■ TASK BRIEF
Only lines containing the word "CounterWithBackup" belong in the answer; copy each one from the records.

■ DATA UNDER STUDY
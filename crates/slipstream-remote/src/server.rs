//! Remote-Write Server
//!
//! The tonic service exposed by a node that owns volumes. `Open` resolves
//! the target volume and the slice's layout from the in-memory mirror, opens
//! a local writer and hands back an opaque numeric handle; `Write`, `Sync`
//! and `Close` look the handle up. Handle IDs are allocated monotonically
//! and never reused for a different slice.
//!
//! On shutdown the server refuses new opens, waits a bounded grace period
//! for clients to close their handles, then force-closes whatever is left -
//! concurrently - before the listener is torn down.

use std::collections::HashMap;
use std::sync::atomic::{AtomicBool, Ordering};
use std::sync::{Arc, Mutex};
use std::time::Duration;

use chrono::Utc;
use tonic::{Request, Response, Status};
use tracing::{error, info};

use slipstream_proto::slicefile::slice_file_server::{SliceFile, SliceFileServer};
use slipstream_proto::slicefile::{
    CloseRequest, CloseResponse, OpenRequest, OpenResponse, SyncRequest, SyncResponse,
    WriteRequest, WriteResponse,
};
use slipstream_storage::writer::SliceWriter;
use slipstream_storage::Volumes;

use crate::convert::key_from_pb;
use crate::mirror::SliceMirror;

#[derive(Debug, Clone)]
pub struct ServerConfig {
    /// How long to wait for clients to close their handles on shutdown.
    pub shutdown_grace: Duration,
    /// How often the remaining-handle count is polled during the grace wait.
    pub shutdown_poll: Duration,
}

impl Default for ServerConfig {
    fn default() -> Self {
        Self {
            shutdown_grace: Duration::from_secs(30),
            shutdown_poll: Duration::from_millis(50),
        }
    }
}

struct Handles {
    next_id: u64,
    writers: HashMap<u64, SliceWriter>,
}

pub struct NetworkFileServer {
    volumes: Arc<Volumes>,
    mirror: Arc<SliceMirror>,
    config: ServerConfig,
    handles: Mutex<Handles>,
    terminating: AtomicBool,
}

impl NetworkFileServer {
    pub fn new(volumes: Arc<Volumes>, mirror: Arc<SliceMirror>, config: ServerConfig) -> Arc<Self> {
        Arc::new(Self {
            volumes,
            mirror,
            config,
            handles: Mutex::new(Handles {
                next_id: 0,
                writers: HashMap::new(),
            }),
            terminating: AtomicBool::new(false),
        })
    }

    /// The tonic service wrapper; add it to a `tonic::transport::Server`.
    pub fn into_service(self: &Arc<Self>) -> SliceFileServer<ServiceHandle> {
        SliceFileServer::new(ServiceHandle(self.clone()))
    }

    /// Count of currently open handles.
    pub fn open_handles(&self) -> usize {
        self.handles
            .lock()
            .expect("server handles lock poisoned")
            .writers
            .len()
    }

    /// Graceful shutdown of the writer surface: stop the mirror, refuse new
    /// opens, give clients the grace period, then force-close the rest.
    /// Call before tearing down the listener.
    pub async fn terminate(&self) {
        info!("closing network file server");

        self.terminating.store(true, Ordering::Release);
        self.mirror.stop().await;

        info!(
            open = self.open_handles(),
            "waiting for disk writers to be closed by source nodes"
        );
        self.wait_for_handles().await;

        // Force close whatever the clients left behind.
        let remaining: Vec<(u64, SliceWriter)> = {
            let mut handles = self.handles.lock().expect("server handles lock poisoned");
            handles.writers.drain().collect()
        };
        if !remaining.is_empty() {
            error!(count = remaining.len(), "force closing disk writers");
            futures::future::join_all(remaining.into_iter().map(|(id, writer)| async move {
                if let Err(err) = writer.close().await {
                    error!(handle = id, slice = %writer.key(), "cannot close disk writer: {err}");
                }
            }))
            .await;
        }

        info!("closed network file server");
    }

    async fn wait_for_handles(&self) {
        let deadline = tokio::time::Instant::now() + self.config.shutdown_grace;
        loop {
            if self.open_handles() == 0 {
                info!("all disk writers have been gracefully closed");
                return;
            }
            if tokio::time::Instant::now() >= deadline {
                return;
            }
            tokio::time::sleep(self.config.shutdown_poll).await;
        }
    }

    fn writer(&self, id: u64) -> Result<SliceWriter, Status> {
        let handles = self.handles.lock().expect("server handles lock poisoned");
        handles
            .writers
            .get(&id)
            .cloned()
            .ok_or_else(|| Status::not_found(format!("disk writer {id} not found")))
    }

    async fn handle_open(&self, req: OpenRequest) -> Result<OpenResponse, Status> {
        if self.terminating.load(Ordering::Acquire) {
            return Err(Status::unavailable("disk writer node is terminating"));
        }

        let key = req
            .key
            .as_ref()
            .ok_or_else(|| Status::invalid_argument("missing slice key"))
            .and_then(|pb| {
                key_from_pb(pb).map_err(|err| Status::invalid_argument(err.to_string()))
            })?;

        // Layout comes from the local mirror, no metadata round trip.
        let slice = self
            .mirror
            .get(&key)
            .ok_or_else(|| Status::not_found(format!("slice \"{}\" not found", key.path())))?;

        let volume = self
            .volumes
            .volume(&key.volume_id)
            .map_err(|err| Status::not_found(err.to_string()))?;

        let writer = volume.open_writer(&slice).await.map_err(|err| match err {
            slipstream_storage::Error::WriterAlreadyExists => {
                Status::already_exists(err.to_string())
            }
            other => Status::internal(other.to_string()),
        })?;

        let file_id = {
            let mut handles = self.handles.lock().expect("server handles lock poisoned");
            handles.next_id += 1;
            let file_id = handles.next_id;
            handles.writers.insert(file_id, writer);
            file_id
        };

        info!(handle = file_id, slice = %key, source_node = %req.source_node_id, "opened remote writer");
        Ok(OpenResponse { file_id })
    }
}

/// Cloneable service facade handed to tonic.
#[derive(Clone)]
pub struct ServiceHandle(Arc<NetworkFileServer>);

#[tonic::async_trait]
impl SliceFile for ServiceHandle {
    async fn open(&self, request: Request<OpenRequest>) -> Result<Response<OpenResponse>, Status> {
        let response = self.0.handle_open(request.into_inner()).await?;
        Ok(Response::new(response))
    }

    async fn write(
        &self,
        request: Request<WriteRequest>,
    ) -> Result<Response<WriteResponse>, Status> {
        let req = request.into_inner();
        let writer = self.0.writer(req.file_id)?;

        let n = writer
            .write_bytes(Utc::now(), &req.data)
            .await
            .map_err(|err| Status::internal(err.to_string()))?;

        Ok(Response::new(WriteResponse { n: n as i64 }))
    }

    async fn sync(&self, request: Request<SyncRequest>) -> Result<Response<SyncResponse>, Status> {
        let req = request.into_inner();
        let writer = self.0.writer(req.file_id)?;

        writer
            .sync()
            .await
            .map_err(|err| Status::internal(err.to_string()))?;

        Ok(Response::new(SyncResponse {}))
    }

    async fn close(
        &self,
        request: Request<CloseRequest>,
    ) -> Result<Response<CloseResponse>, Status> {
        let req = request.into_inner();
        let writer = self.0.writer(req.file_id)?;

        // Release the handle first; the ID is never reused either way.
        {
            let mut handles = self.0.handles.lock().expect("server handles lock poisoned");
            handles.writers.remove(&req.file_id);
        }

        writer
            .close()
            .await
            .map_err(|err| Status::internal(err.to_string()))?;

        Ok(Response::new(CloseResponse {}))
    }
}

---

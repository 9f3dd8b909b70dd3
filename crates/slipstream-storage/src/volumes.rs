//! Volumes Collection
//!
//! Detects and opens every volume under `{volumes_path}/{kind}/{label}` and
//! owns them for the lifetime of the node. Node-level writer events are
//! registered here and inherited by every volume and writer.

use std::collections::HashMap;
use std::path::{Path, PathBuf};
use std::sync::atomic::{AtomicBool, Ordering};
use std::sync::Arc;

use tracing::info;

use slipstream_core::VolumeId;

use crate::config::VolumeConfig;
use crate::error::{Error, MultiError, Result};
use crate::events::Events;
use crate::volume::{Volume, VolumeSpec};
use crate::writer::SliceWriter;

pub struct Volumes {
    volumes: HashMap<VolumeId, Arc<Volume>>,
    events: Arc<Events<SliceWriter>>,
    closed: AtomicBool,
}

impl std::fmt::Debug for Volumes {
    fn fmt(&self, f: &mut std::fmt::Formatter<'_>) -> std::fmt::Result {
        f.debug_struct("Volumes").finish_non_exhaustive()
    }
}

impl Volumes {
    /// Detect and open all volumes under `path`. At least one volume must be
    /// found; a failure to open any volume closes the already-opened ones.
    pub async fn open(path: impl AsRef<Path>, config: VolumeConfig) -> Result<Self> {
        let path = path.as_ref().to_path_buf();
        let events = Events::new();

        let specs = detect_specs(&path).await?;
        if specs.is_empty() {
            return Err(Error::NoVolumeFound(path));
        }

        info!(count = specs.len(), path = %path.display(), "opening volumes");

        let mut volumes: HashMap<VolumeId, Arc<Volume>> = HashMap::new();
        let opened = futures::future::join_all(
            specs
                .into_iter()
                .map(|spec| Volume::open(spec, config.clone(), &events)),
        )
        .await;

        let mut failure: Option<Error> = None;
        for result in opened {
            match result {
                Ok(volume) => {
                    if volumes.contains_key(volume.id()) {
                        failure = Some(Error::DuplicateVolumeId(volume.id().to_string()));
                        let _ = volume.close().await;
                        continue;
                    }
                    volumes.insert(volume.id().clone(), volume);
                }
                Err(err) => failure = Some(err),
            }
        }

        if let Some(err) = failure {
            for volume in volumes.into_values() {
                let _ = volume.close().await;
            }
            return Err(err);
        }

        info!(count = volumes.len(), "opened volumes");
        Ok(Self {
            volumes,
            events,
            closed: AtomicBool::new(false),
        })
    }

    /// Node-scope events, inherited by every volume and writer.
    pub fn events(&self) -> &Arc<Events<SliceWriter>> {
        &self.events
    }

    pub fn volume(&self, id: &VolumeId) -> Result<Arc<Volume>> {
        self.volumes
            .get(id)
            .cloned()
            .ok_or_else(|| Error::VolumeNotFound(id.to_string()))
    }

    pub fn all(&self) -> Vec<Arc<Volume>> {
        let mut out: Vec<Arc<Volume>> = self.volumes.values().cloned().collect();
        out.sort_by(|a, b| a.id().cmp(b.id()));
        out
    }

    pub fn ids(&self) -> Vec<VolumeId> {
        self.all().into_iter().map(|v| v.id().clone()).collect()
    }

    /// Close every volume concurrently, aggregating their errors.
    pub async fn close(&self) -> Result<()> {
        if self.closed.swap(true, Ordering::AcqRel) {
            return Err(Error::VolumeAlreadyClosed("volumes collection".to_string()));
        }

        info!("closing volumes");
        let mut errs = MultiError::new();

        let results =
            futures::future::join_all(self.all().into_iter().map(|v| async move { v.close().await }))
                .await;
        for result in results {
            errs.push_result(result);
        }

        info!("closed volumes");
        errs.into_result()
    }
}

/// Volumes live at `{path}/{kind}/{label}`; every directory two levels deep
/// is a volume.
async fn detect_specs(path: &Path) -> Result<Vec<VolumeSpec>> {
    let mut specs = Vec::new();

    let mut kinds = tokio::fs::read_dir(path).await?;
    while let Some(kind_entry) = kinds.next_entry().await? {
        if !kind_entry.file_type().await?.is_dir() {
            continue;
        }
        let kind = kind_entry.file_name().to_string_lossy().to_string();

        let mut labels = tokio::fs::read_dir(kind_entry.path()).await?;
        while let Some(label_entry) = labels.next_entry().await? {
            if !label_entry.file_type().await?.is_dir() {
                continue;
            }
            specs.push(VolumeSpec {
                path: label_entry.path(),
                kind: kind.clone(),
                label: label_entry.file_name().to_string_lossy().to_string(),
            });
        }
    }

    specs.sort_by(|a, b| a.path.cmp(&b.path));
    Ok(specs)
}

---

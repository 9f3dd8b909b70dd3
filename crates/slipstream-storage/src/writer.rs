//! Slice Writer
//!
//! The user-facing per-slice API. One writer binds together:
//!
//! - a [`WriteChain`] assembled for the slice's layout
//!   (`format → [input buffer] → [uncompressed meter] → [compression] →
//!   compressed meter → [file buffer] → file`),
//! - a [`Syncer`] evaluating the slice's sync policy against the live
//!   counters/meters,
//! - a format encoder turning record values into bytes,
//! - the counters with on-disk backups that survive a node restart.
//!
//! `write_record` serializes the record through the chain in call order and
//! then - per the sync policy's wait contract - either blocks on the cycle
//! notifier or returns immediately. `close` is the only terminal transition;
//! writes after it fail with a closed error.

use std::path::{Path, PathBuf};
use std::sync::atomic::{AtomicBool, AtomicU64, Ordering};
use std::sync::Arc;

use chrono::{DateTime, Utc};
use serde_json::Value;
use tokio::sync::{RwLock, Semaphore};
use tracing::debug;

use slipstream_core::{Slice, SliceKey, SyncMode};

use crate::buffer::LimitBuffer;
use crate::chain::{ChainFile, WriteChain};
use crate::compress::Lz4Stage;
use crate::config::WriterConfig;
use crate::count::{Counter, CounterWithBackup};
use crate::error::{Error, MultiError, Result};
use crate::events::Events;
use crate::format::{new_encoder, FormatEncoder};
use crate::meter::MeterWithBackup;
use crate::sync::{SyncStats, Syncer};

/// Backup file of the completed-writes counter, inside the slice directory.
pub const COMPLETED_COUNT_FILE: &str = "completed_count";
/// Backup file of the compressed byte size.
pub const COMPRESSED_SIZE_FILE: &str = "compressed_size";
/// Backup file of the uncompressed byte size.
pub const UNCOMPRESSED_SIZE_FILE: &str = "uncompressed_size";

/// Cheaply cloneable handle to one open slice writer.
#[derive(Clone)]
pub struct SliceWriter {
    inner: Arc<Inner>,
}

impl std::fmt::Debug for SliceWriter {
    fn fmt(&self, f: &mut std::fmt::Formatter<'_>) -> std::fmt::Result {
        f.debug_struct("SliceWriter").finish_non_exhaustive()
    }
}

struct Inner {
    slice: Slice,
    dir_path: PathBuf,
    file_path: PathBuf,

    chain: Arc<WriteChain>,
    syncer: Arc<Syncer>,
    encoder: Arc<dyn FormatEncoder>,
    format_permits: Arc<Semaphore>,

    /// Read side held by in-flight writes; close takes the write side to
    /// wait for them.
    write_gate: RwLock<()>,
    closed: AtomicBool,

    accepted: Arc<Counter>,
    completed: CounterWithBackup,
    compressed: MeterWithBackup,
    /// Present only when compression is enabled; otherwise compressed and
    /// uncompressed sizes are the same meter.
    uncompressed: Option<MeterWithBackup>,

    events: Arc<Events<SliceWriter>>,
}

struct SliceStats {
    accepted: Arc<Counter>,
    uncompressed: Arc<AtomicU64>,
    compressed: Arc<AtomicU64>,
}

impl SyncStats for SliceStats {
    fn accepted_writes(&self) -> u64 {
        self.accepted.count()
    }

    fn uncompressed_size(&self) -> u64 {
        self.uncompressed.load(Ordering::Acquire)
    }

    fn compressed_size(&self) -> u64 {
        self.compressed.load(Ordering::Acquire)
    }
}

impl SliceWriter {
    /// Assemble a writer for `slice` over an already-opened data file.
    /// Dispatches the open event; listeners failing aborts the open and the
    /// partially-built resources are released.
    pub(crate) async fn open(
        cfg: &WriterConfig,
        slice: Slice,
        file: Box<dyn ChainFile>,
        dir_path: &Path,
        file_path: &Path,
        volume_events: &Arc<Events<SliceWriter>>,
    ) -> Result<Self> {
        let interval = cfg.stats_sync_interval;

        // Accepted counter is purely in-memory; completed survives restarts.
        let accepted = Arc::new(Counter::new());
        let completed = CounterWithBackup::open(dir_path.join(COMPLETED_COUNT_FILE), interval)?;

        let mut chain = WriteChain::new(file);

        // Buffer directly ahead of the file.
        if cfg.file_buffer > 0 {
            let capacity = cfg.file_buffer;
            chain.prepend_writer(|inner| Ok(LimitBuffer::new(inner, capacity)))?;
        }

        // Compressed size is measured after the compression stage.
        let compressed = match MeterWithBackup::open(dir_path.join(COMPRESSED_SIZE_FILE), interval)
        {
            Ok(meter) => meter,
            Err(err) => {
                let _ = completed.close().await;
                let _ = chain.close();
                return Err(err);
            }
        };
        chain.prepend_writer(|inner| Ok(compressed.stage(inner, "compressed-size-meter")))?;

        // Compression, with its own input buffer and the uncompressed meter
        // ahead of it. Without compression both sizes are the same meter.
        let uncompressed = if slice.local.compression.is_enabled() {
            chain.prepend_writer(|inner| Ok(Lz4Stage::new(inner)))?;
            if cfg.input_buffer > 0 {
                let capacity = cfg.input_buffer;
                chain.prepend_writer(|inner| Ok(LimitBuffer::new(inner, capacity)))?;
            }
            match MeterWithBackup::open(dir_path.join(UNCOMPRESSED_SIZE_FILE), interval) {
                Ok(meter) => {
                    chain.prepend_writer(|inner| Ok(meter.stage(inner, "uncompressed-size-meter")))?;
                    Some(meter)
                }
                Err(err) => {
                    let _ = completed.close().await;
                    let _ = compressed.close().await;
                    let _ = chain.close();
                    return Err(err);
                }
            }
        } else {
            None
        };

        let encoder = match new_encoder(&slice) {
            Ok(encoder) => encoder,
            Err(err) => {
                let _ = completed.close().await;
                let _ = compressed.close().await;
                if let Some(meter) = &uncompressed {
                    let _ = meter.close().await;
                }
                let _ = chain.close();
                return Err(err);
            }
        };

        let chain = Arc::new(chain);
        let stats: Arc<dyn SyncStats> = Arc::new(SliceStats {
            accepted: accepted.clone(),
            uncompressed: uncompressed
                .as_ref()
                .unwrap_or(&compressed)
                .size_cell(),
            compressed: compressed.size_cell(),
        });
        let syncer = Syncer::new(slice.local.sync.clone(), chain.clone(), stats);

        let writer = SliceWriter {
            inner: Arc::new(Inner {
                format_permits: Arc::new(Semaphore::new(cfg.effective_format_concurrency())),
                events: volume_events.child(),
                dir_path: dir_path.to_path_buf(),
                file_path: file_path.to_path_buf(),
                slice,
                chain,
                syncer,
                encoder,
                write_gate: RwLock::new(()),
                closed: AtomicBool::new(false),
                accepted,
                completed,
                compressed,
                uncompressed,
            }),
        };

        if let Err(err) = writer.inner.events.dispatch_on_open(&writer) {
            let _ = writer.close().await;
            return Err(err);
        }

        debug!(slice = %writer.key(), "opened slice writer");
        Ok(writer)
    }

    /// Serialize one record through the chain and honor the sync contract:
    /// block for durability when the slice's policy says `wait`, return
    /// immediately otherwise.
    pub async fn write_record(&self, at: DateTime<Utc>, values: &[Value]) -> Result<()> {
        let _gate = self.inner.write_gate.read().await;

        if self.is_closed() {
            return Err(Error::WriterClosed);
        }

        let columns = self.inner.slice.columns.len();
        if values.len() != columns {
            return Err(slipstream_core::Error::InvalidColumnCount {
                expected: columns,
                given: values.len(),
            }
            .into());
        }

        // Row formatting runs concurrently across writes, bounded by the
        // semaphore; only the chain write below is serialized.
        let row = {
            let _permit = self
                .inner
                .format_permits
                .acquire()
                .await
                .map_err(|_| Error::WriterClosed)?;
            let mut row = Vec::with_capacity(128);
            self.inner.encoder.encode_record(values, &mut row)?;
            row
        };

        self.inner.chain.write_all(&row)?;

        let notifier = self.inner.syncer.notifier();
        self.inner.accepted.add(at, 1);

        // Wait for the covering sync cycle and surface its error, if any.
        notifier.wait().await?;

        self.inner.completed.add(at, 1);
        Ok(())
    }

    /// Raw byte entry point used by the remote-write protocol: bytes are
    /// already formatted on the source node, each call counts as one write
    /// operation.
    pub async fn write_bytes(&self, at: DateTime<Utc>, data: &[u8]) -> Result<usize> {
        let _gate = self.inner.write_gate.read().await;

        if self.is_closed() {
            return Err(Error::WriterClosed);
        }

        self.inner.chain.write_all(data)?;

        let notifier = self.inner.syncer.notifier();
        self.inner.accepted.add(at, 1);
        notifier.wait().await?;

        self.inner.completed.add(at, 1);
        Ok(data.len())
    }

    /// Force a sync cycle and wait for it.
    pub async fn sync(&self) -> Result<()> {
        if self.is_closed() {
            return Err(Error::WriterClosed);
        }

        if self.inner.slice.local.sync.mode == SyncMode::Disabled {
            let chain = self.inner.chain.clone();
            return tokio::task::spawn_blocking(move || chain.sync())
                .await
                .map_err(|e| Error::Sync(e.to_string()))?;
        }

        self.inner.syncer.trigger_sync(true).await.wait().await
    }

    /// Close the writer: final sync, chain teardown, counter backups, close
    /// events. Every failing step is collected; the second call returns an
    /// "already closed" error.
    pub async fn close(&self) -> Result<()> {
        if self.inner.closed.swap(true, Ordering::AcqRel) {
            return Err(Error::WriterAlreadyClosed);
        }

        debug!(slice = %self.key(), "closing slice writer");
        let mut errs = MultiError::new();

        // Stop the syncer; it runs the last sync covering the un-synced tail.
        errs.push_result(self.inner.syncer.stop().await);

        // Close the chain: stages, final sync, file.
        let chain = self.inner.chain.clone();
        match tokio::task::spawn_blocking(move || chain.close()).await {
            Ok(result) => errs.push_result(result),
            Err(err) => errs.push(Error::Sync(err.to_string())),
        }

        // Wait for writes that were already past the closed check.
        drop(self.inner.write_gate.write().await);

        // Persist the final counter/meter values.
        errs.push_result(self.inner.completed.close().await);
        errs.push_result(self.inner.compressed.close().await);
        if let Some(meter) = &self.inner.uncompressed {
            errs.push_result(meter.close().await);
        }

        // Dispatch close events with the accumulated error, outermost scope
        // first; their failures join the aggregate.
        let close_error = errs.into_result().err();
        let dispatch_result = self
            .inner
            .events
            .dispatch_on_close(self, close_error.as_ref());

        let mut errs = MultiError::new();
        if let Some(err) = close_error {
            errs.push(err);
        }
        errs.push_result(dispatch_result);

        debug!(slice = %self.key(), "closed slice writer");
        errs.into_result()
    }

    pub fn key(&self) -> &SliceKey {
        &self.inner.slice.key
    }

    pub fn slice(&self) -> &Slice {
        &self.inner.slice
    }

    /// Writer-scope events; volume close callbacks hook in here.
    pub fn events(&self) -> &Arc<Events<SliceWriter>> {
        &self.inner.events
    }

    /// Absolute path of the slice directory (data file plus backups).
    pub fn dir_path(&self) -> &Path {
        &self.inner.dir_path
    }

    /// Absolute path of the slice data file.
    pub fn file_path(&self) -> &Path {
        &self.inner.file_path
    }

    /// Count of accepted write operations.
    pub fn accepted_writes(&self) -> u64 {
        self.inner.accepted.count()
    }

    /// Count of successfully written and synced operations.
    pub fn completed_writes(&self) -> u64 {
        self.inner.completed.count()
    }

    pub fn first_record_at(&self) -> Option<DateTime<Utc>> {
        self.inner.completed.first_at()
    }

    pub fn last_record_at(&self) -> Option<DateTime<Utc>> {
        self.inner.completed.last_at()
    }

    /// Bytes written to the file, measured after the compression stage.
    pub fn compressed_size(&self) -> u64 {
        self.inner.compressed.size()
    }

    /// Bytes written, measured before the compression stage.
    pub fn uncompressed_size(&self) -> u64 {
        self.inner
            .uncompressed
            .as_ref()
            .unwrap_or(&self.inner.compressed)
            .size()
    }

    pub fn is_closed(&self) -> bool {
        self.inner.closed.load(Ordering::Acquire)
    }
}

■ OUTPUT OF THE EXERCISE
use crate::count::{Counter, CounterWithBackup};
    completed: CounterWithBackup,
        let completed = CounterWithBackup::open(dir_path.join(COMPLETED_COUNT_FILE), interval)?;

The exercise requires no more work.